What’s Good for the Planet Is Good for Business. Here’s Why

  • Businesses need to take responsibility for their climate impact.
  • Embracing a greener future will unlock new business opportunities.
  • An integrated, nature-based approach is the best way forward.

We are entering the decade of climate action. It will be a crucial time for humanity and at Davos, this issue has taken its rightful place – at the centre stage on the World Economic Forum’s agenda.

The European Green Deal, which was launched in Madrid at COP25, is the first comprehensive plan for achieving sustainable development in any major world region and clearly sets out an objective of reaching “climate neutrality” by 2050.

While this does raise the bar, however, Europe only accounts for around 9.1% of global carbon dioxide (CO2) emissions, compared with 30% for China and 14% for the US. Every region must pull its own weight, and the World Economic Forum must help engage the world’s governments and businesses leaders to do so.

Tackling climate change and establishing net-zero emissions is no longer a debate but an absolute necessity. We believe it will be good for business, too. EU modelling estimates that achieving net-zero emissions could add 2% to the bloc’s GDP by 2050. At Davos this year, we must address how businesses and governments can make this a reality and educate the wider community on the benefits that can be realised. A green future will unlock new markets and prospects for European businesses, high-skilled jobs in dynamic new industries for the workforce, and cleaner air and healthier lifestyles for citizens.

The role businesses can play

Companies must take responsibility for their impact on the world around them and their role in tackling climate change. This isn’t a nice-to-have, corporate social responsibility (CSR) add-on; it’s about driving sustainable revenues through an approach to business that works with – not against – the world around it. Through this and better governance, we have the power to build a more prosperous natural environment for all.

But there is some way to go in changing mindsets. The astronaut and US Senator John Glenn once reflected on climbing into an Atlas rocket on a launchpad in 1962: “I felt exactly how you would feel if you were getting ready to launch and knew you were sitting on top of 2 million parts — all built by the lowest bidder on a government contract.” This race to the bottom is a mentality that plagues both public and private sectors. Refocussing procurement will play a crucial role in our fight for a more sustainable planet. Decisions can no longer simply be made on the basis of lowest cost and least effort. We have to consider the full lifecycle effect and impact of products, embedding sustainability into their development and supply chain, as well as scoring them on their contribution to a circular economy.
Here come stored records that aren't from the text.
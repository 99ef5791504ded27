//! Daemon connection client for the devlens CLI.
//!
//! `DaemonClient` handles:
//! - Connection to the daemon via Unix socket, with bounded exponential
//!   backoff while the daemon is starting
//! - The protocol handshake
//! - Request/response pairs, skipping broadcasts that arrive in between
//!
//! No `.unwrap()`, `.expect()` or `panic!()` outside tests.

use std::path::PathBuf;
use std::time::Duration;

use tokio::io::{AsyncBufReadExt, AsyncWriteExt, BufReader};
use tokio::net::unix::{OwnedReadHalf, OwnedWriteHalf};
use tokio::net::UnixStream;
use tokio::time::{sleep, timeout, Instant};
use tracing::{debug, info, warn};

use devlens_core::{
    DiagnosticSnapshot, ErrorLogSnapshot, OverlayPosition, OverlayView, RuntimeSnapshot,
};
use devlens_protocol::{ClientMessage, DaemonMessage, ProtocolVersion};

use crate::error::{CliError, Result};

// ============================================================================
// Configuration
// ============================================================================

/// Default daemon socket path.
pub const DEFAULT_SOCKET_PATH: &str = "/tmp/devlens.sock";

/// Connection behavior for the daemon client.
///
/// # Example
///
/// ```rust
/// use devlens_cli::client::DaemonConfig;
/// use std::time::Duration;
///
/// let config = DaemonConfig {
///     socket_path: std::path::PathBuf::from("/tmp/my-devlens.sock"),
///     max_attempts: 1,
///     ..Default::default()
/// };
/// assert_eq!(config.retry_multiplier, 2.0);
/// ```
#[derive(Debug, Clone)]
pub struct DaemonConfig {
    pub socket_path: PathBuf,

    /// Connection attempts before giving up (at least one is made).
    pub max_attempts: u32,

    /// Delay before the second attempt.
    pub retry_initial_delay: Duration,

    /// Cap on the delay between attempts.
    pub retry_max_delay: Duration,

    /// Backoff factor applied after each failed attempt.
    pub retry_multiplier: f64,

    /// How long to wait for a reply to a request.
    pub request_timeout: Duration,
}

impl Default for DaemonConfig {
    fn default() -> Self {
        Self {
            socket_path: PathBuf::from(DEFAULT_SOCKET_PATH),
            max_attempts: 5,
            retry_initial_delay: Duration::from_millis(100),
            retry_max_delay: Duration::from_secs(2),
            retry_multiplier: 2.0,
            request_timeout: Duration::from_secs(30),
        }
    }
}

impl DaemonConfig {
    /// Delay to wait after `delay`, capped at `retry_max_delay`.
    fn next_delay(&self, delay: Duration) -> Duration {
        delay
            .mul_f64(self.retry_multiplier.max(1.0))
            .min(self.retry_max_delay)
    }
}

// ============================================================================
// Daemon Client
// ============================================================================

/// A connected, handshaken client session with the daemon.
pub struct DaemonClient {
    reader: BufReader<OwnedReadHalf>,
    writer: OwnedWriteHalf,
    client_id: String,
    request_timeout: Duration,
}

impl DaemonClient {
    /// Connects (with retries) and performs the handshake.
    ///
    /// # Errors
    ///
    /// `CliError::DaemonConnection` when every attempt failed,
    /// `CliError::VersionMismatch` when the daemon rejects the handshake.
    pub async fn connect(config: &DaemonConfig) -> Result<Self> {
        let stream = connect_with_retry(config).await?;
        let (reader, writer) = stream.into_split();
        let mut client = Self {
            reader: BufReader::new(reader),
            writer,
            client_id: String::new(),
            request_timeout: config.request_timeout,
        };
        client.handshake().await?;
        Ok(client)
    }

    pub fn client_id(&self) -> &str {
        &self.client_id
    }

    async fn handshake(&mut self) -> Result<()> {
        self.send(&ClientMessage::connect(None)).await?;

        match self.recv().await? {
            DaemonMessage::Connected {
                protocol_version,
                client_id,
            } => {
                if !ProtocolVersion::CURRENT.is_compatible_with(&protocol_version) {
                    return Err(CliError::VersionMismatch {
                        client_version: ProtocolVersion::CURRENT.to_string(),
                        daemon_version: protocol_version.to_string(),
                    });
                }
                debug!(client_id, protocol_version = %protocol_version, "Handshake complete");
                self.client_id = client_id;
                Ok(())
            }
            DaemonMessage::Rejected {
                reason,
                protocol_version,
            } => {
                warn!(reason, "Daemon rejected handshake");
                Err(CliError::VersionMismatch {
                    client_version: ProtocolVersion::CURRENT.to_string(),
                    daemon_version: protocol_version.to_string(),
                })
            }
            other => Err(CliError::ProtocolError(format!(
                "unexpected response to connect: {other:?}"
            ))),
        }
    }

    /// Writes one message.
    pub async fn send(&mut self, message: &ClientMessage) -> Result<()> {
        let json = serde_json::to_string(message)?;
        self.writer.write_all(json.as_bytes()).await?;
        self.writer.write_all(b"\n").await?;
        self.writer.flush().await?;
        debug!(message_type = message.message.name(), "Sent message to daemon");
        Ok(())
    }

    /// Reads the next message, broadcasts included.
    pub async fn recv(&mut self) -> Result<DaemonMessage> {
        let mut line = String::new();
        let read = self.reader.read_line(&mut line).await?;
        if read == 0 {
            return Err(CliError::ProtocolError("daemon closed the connection".into()));
        }
        Ok(serde_json::from_str(line.trim())?)
    }

    /// Sends a request and waits for its reply.
    ///
    /// Broadcasts received while waiting are skipped; an `error` reply
    /// becomes `CliError::Daemon`.
    pub async fn request(&mut self, message: ClientMessage) -> Result<DaemonMessage> {
        self.send(&message).await?;

        let deadline = Instant::now() + self.request_timeout;
        loop {
            let remaining = deadline.saturating_duration_since(Instant::now());
            let reply = timeout(remaining, self.recv()).await.map_err(|_| {
                CliError::ProtocolError(format!(
                    "no reply to {} within {:?}",
                    message.message.name(),
                    self.request_timeout
                ))
            })??;

            match reply {
                msg if msg.is_broadcast() => continue,
                DaemonMessage::Error { message, code } => {
                    return Err(CliError::Daemon { message, code });
                }
                msg => return Ok(msg),
            }
        }
    }

    pub async fn overlay(&mut self) -> Result<(OverlayPosition, OverlayView)> {
        match self.request(ClientMessage::get_overlay()).await? {
            DaemonMessage::Overlay { position, view } => Ok((position, *view)),
            other => Err(unexpected("overlay", &other)),
        }
    }

    pub async fn runtime(&mut self) -> Result<RuntimeSnapshot> {
        match self.request(ClientMessage::get_runtime()).await? {
            DaemonMessage::Runtime { snapshot } => Ok(*snapshot),
            other => Err(unexpected("runtime", &other)),
        }
    }

    pub async fn error_log(&mut self) -> Result<ErrorLogSnapshot> {
        match self.request(ClientMessage::get_error_log()).await? {
            DaemonMessage::ErrorLog { snapshot } => Ok(*snapshot),
            other => Err(unexpected("error_log", &other)),
        }
    }

    pub async fn diagnostics(&mut self, project_root: Option<PathBuf>) -> Result<DiagnosticSnapshot> {
        match self
            .request(ClientMessage::get_diagnostics(project_root))
            .await?
        {
            DaemonMessage::Diagnostics { snapshot } => Ok(*snapshot),
            other => Err(unexpected("diagnostics", &other)),
        }
    }

    pub async fn reset(&mut self) -> Result<()> {
        match self.request(ClientMessage::reset()).await? {
            DaemonMessage::Ack => Ok(()),
            other => Err(unexpected("ack", &other)),
        }
    }

    /// Round-trip time of a ping.
    pub async fn ping(&mut self, seq: u64) -> Result<Duration> {
        let start = Instant::now();
        match self.request(ClientMessage::ping(seq)).await? {
            DaemonMessage::Pong { seq: got } if got == seq => Ok(start.elapsed()),
            other => Err(unexpected("pong", &other)),
        }
    }

    /// After this, [`Self::recv`] yields broadcasts.
    pub async fn subscribe(&mut self) -> Result<()> {
        match self.request(ClientMessage::subscribe()).await? {
            DaemonMessage::Ack => Ok(()),
            other => Err(unexpected("ack", &other)),
        }
    }

    pub async fn disconnect(mut self) -> Result<()> {
        self.send(&ClientMessage::disconnect()).await
    }
}

fn unexpected(expected: &str, got: &DaemonMessage) -> CliError {
    CliError::ProtocolError(format!("expected {expected} reply, got {got:?}"))
}

/// Tries to connect up to `max_attempts` times with exponential backoff.
async fn connect_with_retry(config: &DaemonConfig) -> Result<UnixStream> {
    let attempts = config.max_attempts.max(1);
    let mut delay = config.retry_initial_delay;
    let mut last_error = String::from("socket not found");

    for attempt in 1..=attempts {
        debug!(
            attempt,
            socket_path = %config.socket_path.display(),
            "Attempting to connect to daemon"
        );

        if config.socket_path.exists() {
            match UnixStream::connect(&config.socket_path).await {
                Ok(stream) => {
                    info!(attempt, "Connected to daemon");
                    return Ok(stream);
                }
                Err(e) => {
                    debug!(attempt, error = %e, "Connection attempt failed");
                    last_error = e.to_string();
                }
            }
        } else if attempt == 1 {
            debug!(
                socket_path = %config.socket_path.display(),
                "Daemon socket not found, will retry"
            );
        }

        if attempt < attempts {
            sleep(delay).await;
            delay = config.next_delay(delay);
        }
    }

    Err(CliError::DaemonConnection {
        socket: config.socket_path.display().to_string(),
        reason: format!("{last_error} (after {attempts} attempts)"),
    })
}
So what are the practical steps organizations can take? We believe that organizations need to adopt an integrated approach and embrace – to quote the UN environment programme – “nature-based solutions”.

1. The Science-Based Targets Initiative (SBTI): To take action, first you need goals to aim for. This is the foundation upon which your sustainable business can be built. The SBTI is a great initiative that organisations can sign up to and work with to build best practice guides and create the targets that are right for their business. The focus is on using these to increase innovation, reduce regulatory uncertainty, strengthen investor confidence and drive better profitability.
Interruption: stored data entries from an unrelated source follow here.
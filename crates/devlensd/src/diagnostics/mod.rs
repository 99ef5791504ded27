//! Diagnostics snapshot assembly.
//!
//! Combines the store snapshots with collaborator output (build output scan,
//! route enumeration, project metadata) and host platform facts into one
//! exportable [`DiagnosticSnapshot`].
//!
//! # Async Safety
//!
//! Collaborators do blocking filesystem work and run via `spawn_blocking`.
//! A collaborator that errors or panics is logged and its section falls back
//! to the neutral value; it never fails the whole document.

use std::path::{Path, PathBuf};
use std::sync::Arc;

use chrono::Utc;
use devlens_core::{
    BundlesSnapshot, DiagnosticSnapshot, EnvironmentInfo, OverlayConfig, PerformanceSnapshot,
    ProjectMetadata, RoutesSnapshot,
};
use thiserror::Error;
use tracing::{debug, warn};

use crate::store::{StoreError, StoreHandle};

mod bundles;
mod metadata;
mod routes;

pub use bundles::{BuildOutputScanner, DEFAULT_BUILD_DIR};
pub use metadata::{platform_info, ProjectMetadataFile, METADATA_FILE};
pub use routes::FsRouteEnumerator;

// ============================================================================
// Error Types
// ============================================================================

/// Errors a collaborator can report.
#[derive(Debug, Error)]
pub enum CollectorError {
    #[error("failed to read {path}: {source}")]
    Io {
        path: PathBuf,
        #[source]
        source: std::io::Error,
    },

    #[error("failed to parse {path}: {message}")]
    Parse { path: PathBuf, message: String },
}

impl CollectorError {
    pub(crate) fn io(path: &Path, source: std::io::Error) -> Self {
        Self::Io {
            path: path.to_path_buf(),
            source,
        }
    }

    pub(crate) fn parse(path: &Path, err: impl std::fmt::Display) -> Self {
        Self::Parse {
            path: path.to_path_buf(),
            message: err.to_string(),
        }
    }
}

// ============================================================================
// Collaborator Traits
// ============================================================================

/// Summarizes the host's build output.
pub trait BundleScanner: Send + Sync + 'static {
    /// `Ok(None)` when the project has no build output.
    fn scan(&self, project_root: &Path) -> Result<Option<BundlesSnapshot>, CollectorError>;
}

/// Enumerates the host's file-based routes.
pub trait RouteEnumerator: Send + Sync + 'static {
    fn enumerate(&self, project_root: &Path) -> Result<RoutesSnapshot, CollectorError>;
}

/// Loads the project metadata bag.
pub trait MetadataSource: Send + Sync + 'static {
    fn load(&self, project_root: &Path) -> Result<ProjectMetadata, CollectorError>;
}

// ============================================================================
// Assembler
// ============================================================================

/// Builds diagnostic documents on demand.
#[derive(Clone)]
pub struct DiagnosticsAssembler {
    store: StoreHandle,
    config: OverlayConfig,
    project_root: PathBuf,
    bundles: Arc<dyn BundleScanner>,
    routes: Arc<dyn RouteEnumerator>,
    metadata: Arc<dyn MetadataSource>,
}

impl DiagnosticsAssembler {
    /// Creates an assembler with the filesystem collaborators.
    pub fn new(store: StoreHandle, config: OverlayConfig, project_root: PathBuf) -> Self {
        Self {
            store,
            config,
            project_root,
            bundles: Arc::new(BuildOutputScanner::default()),
            routes: Arc::new(FsRouteEnumerator),
            metadata: Arc::new(ProjectMetadataFile),
        }
    }

    #[must_use]
    pub fn with_bundle_scanner(mut self, scanner: impl BundleScanner) -> Self {
        self.bundles = Arc::new(scanner);
        self
    }

    #[must_use]
    pub fn with_route_enumerator(mut self, enumerator: impl RouteEnumerator) -> Self {
        self.routes = Arc::new(enumerator);
        self
    }

    #[must_use]
    pub fn with_metadata_source(mut self, source: impl MetadataSource) -> Self {
        self.metadata = Arc::new(source);
        self
    }

    pub fn project_root(&self) -> &Path {
        &self.project_root
    }

    pub fn config(&self) -> &OverlayConfig {
        &self.config
    }

    /// Assembles the full document for `project_root` (or the default root).
    ///
    /// # Errors
    ///
    /// Only `StoreError::ChannelClosed`; collaborator failures degrade to
    /// empty sections.
    pub async fn build_snapshot(
        &self,
        project_root: Option<&Path>,
    ) -> Result<DiagnosticSnapshot, StoreError> {
        let root = project_root.unwrap_or(&self.project_root).to_path_buf();
        debug!(root = %root.display(), "Assembling diagnostics");

        let (runtime, errors_and_logs) = self.store.snapshots().await?;

        let bundles_source = Arc::clone(&self.bundles);
        let routes_source = Arc::clone(&self.routes);
        let metadata_source = Arc::clone(&self.metadata);
        let (bundles, routes, metadata, platform) = tokio::join!(
            collect("bundles", root.clone(), move |r| bundles_source.scan(r)),
            collect("routes", root.clone(), move |r| routes_source.enumerate(r)),
            collect("metadata", root.clone(), move |r| metadata_source.load(r)),
            collect("platform", root.clone(), |_| Ok(platform_info())),
        );

        let performance = PerformanceSnapshot::from_runtime(&runtime);

        Ok(DiagnosticSnapshot {
            generated_at: Utc::now(),
            environment: EnvironmentInfo::new(
                root,
                metadata.unwrap_or_default(),
                platform.unwrap_or_default(),
            ),
            config: self.config.clone(),
            runtime,
            errors_and_logs,
            bundles: bundles.flatten(),
            routes: routes.unwrap_or_else(RoutesSnapshot::default),
            performance,
        })
    }

    /// Runs the bundle scanner alone.
    pub async fn scan_bundles(&self, project_root: Option<&Path>) -> Option<BundlesSnapshot> {
        let root = project_root.unwrap_or(&self.project_root).to_path_buf();
        let source = Arc::clone(&self.bundles);
        collect("bundles", root, move |r| source.scan(r))
            .await
            .flatten()
    }
}

/// Runs one collaborator on the blocking pool. `None` on error or panic.
async fn collect<T, F>(name: &'static str, root: PathBuf, f: F) -> Option<T>
where
    T: Send + 'static,
    F: FnOnce(&Path) -> Result<T, CollectorError> + Send + 'static,
{
    match tokio::task::spawn_blocking(move || f(&root)).await {
        Ok(Ok(value)) => Some(value),
        Ok(Err(e)) => {
            warn!(collector = name, error = %e, "Collector failed, using empty section");
            None
        }
        Err(e) => {
            warn!(collector = name, error = %e, "Collector task panicked, using empty section");
            None
        }
    }
}

#[cfg(test)]
mod tests {
    use super::*;
    use crate::store::{spawn_store, StoreLimits};
    use devlens_core::RouteEntry;

    struct FailingRoutes;

    impl RouteEnumerator for FailingRoutes {
        fn enumerate(&self, project_root: &Path) -> Result<RoutesSnapshot, CollectorError> {
            Err(CollectorError::parse(project_root, "corrupt route table"))
        }
    }

    struct PanickingBundles;

    impl BundleScanner for PanickingBundles {
        fn scan(&self, _: &Path) -> Result<Option<BundlesSnapshot>, CollectorError> {
            panic!("scanner bug")
        }
    }

    struct FixedRoutes;

    impl RouteEnumerator for FixedRoutes {
        fn enumerate(&self, _: &Path) -> Result<RoutesSnapshot, CollectorError> {
            Ok(RoutesSnapshot {
                app_router_tree: None,
                app_routes: vec![RouteEntry {
                    path: "/".to_string(),
                    file: "app/page.tsx".to_string(),
                    kind: devlens_core::RouteKind::Page,
                }],
                pages_routes: Vec::new(),
            })
        }
    }

    struct FixedMetadata;

    impl MetadataSource for FixedMetadata {
        fn load(&self, _: &Path) -> Result<ProjectMetadata, CollectorError> {
            Ok(ProjectMetadata {
                app_name: Some("storefront".to_string()),
                next_version: Some("14.2.3".to_string()),
                ..Default::default()
            })
        }
    }

    fn assembler() -> DiagnosticsAssembler {
        let store = spawn_store(StoreLimits::default());
        DiagnosticsAssembler::new(store, OverlayConfig::default(), PathBuf::from("/nonexistent"))
    }

    #[tokio::test]
    async fn test_failing_collaborators_degrade_to_empty() {
        let assembler = assembler()
            .with_route_enumerator(FailingRoutes)
            .with_bundle_scanner(PanickingBundles);

        let snapshot = assembler.build_snapshot(None).await.unwrap();
        assert_eq!(snapshot.routes, RoutesSnapshot::default());
        assert!(snapshot.bundles.is_none());
    }

    #[tokio::test]
    async fn test_snapshot_uses_collaborators_and_store() {
        let assembler = assembler()
            .with_route_enumerator(FixedRoutes)
            .with_metadata_source(FixedMetadata);
        assembler.store.begin_session("/").await.unwrap();

        let snapshot = assembler.build_snapshot(None).await.unwrap();
        assert_eq!(snapshot.routes.app_routes.len(), 1);
        assert_eq!(snapshot.environment.app_name.as_deref(), Some("storefront"));
        assert_eq!(snapshot.environment.framework_version.as_deref(), Some("14.2.3"));
        assert_eq!(snapshot.runtime.sessions.len(), 1);
        assert_eq!(snapshot.performance.sessions.len(), 1);
        assert!(snapshot.config.enabled);
    }

    #[tokio::test]
    async fn test_project_root_override() {
        let assembler = assembler();
        let snapshot = assembler
            .build_snapshot(Some(Path::new("/elsewhere")))
            .await
            .unwrap();
        assert_eq!(snapshot.environment.project_root, PathBuf::from("/elsewhere"));
    }
}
2. Green our buildings: the World Green Buildings Council’s Net-Zero Carbon Building programme acknowledges that the built environment is a crucial aspect of a business’ impact on the world around it – buildings are responsible for 36% of CO2 emissions and 40% of energy consumption in the EU. The goal of this commitment is for the entire portfolio in the control of its signatories to be net carbon-neutral by 2030, and to push for all buildings to hit the same standards by 2050. It’s crucial that we conquer this major source of carbon emissions within our cities.

3. Decarbonize transport and promote the EV100: Transport accounts for 23% of global greenhouse gas emissions and is the fastest-growing contributor to climate change. Businesses have a huge role to play in reducing this, as one in every two vehicles on the road is owned by a company. The EV100 global initiative from The Climate Group promotes the shift to hybrid and electric transport models by demonstrating the business case for doing so.
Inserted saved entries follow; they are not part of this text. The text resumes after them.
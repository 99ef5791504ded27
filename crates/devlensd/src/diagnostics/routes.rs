//! File-based route enumeration.
//!
//! App router: every directory under `app/` is a segment. `page.*` makes it
//! a page, `route.*` a route handler. Route groups `(name)` and parallel
//! slots `@name` do not appear in the URL; `_private` folders are skipped.
//!
//! Pages router: every module under `pages/` is a route, `index` collapses
//! to its parent, `pages/api/**` are API routes, `_app`/`_document`/`_error`
//! are framework files and excluded.

use std::fs;
use std::path::{Path, PathBuf};

use devlens_core::{RouteEntry, RouteKind, RouteNode, RoutesSnapshot};

use super::{CollectorError, RouteEnumerator};

const SOURCE_EXTENSIONS: &[&str] = &["js", "jsx", "ts", "tsx", "mdx"];
const PAGES_FRAMEWORK_FILES: &[&str] = &["_app", "_document", "_error"];

/// Walks `app/` (or `src/app/`) and `pages/` (or `src/pages/`).
#[derive(Debug, Clone, Copy, Default)]
pub struct FsRouteEnumerator;

impl RouteEnumerator for FsRouteEnumerator {
    fn enumerate(&self, project_root: &Path) -> Result<RoutesSnapshot, CollectorError> {
        let mut snapshot = RoutesSnapshot::default();

        if let Some(app_dir) = first_dir(project_root, &["app", "src/app"]) {
            let tree = walk_app_segment(project_root, &app_dir, "", "/", &mut snapshot.app_routes)?;
            snapshot.app_router_tree = Some(tree);
        }

        if let Some(pages_dir) = first_dir(project_root, &["pages", "src/pages"]) {
            walk_pages(project_root, &pages_dir, &pages_dir, &mut snapshot.pages_routes)?;
        }

        snapshot.app_routes.sort_by(|a, b| a.path.cmp(&b.path));
        snapshot.pages_routes.sort_by(|a, b| a.path.cmp(&b.path));
        Ok(snapshot)
    }
}

fn first_dir(root: &Path, candidates: &[&str]) -> Option<PathBuf> {
    candidates
        .iter()
        .map(|c| root.join(c))
        .find(|p| p.is_dir())
}

/// Splits `name.ext` into its stem when the extension is a source file.
fn source_stem(path: &Path) -> Option<String> {
    let ext = path.extension()?.to_str()?;
    if !SOURCE_EXTENSIONS.contains(&ext) {
        return None;
    }
    path.file_stem()?.to_str().map(str::to_string)
}

fn relative(root: &Path, path: &Path) -> String {
    path.strip_prefix(root)
        .unwrap_or(path)
        .components()
        .map(|c| c.as_os_str().to_string_lossy())
        .collect::<Vec<_>>()
        .join("/")
}

fn join_url(parent: &str, segment: &str) -> String {
    if parent == "/" {
        format!("/{segment}")
    } else {
        format!("{parent}/{segment}")
    }
}

fn is_url_transparent(segment: &str) -> bool {
    (segment.starts_with('(') && segment.ends_with(')')) || segment.starts_with('@')
}

fn sorted_entries(dir: &Path) -> Result<Vec<fs::DirEntry>, CollectorError> {
    let mut entries = fs::read_dir(dir)
        .map_err(|e| CollectorError::io(dir, e))?
        .collect::<Result<Vec<_>, _>>()
        .map_err(|e| CollectorError::io(dir, e))?;
    entries.sort_by_key(fs::DirEntry::file_name);
    Ok(entries)
}

fn walk_app_segment(
    root: &Path,
    dir: &Path,
    segment: &str,
    url: &str,
    routes: &mut Vec<RouteEntry>,
) -> Result<RouteNode, CollectorError> {
    let mut node = RouteNode {
        segment: segment.to_string(),
        path: url.to_string(),
        ..Default::default()
    };

    for entry in sorted_entries(dir)? {
        let path = entry.path();
        let name = entry.file_name().to_string_lossy().into_owned();

        if path.is_dir() {
            if name.starts_with('_') {
                continue;
            }
            let child_url = if is_url_transparent(&name) {
                url.to_string()
            } else {
                join_url(url, &name)
            };
            node.children
                .push(walk_app_segment(root, &path, &name, &child_url, routes)?);
            continue;
        }

        match source_stem(&path).as_deref() {
            Some("page") => {
                node.has_page = true;
                routes.push(RouteEntry {
                    path: url.to_string(),
                    file: relative(root, &path),
                    kind: RouteKind::Page,
                });
            }
            Some("route") => {
                node.has_route_handler = true;
                routes.push(RouteEntry {
                    path: url.to_string(),
                    file: relative(root, &path),
                    kind: RouteKind::RouteHandler,
                });
            }
            Some("layout") => node.has_layout = true,
            Some("loading") => node.has_loading = true,
            Some("error") => node.has_error = true,
            _ => {}
        }
    }

    Ok(node)
}

fn walk_pages(
    root: &Path,
    pages_dir: &Path,
    dir: &Path,
    routes: &mut Vec<RouteEntry>,
) -> Result<(), CollectorError> {
    for entry in sorted_entries(dir)? {
        let path = entry.path();
        if path.is_dir() {
            walk_pages(root, pages_dir, &path, routes)?;
            continue;
        }

        let Some(stem) = source_stem(&path) else {
            continue;
        };
        if dir == pages_dir && PAGES_FRAMEWORK_FILES.contains(&stem.as_str()) {
            continue;
        }

        let parent = relative(pages_dir, dir);
        let mut segments: Vec<&str> = parent.split('/').filter(|s| !s.is_empty()).collect();
        if stem != "index" {
            segments.push(&stem);
        }
        let url = format!("/{}", segments.join("/"));
        let kind = if segments.first() == Some(&"api") {
            RouteKind::Api
        } else {
            RouteKind::Page
        };

        routes.push(RouteEntry {
            path: url,
            file: relative(root, &path),
            kind,
        });
    }
    Ok(())
}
4. Accelerate the shift to renewable energy: Energy imports cost the EU €26.1bn per month in 2018 – 70.2% of that was crude oil and 20.1% was natural gas. If EU businesses move towards renewable energy sources and focus on driving more efficient energy usage, we can break this reliance on costly imports of fossil fuels. On top of the positive environmental impact, renewable energy sources can be a route to making EU businesses more competitive on the world stage, generating high-skilled jobs in new industries at the same time.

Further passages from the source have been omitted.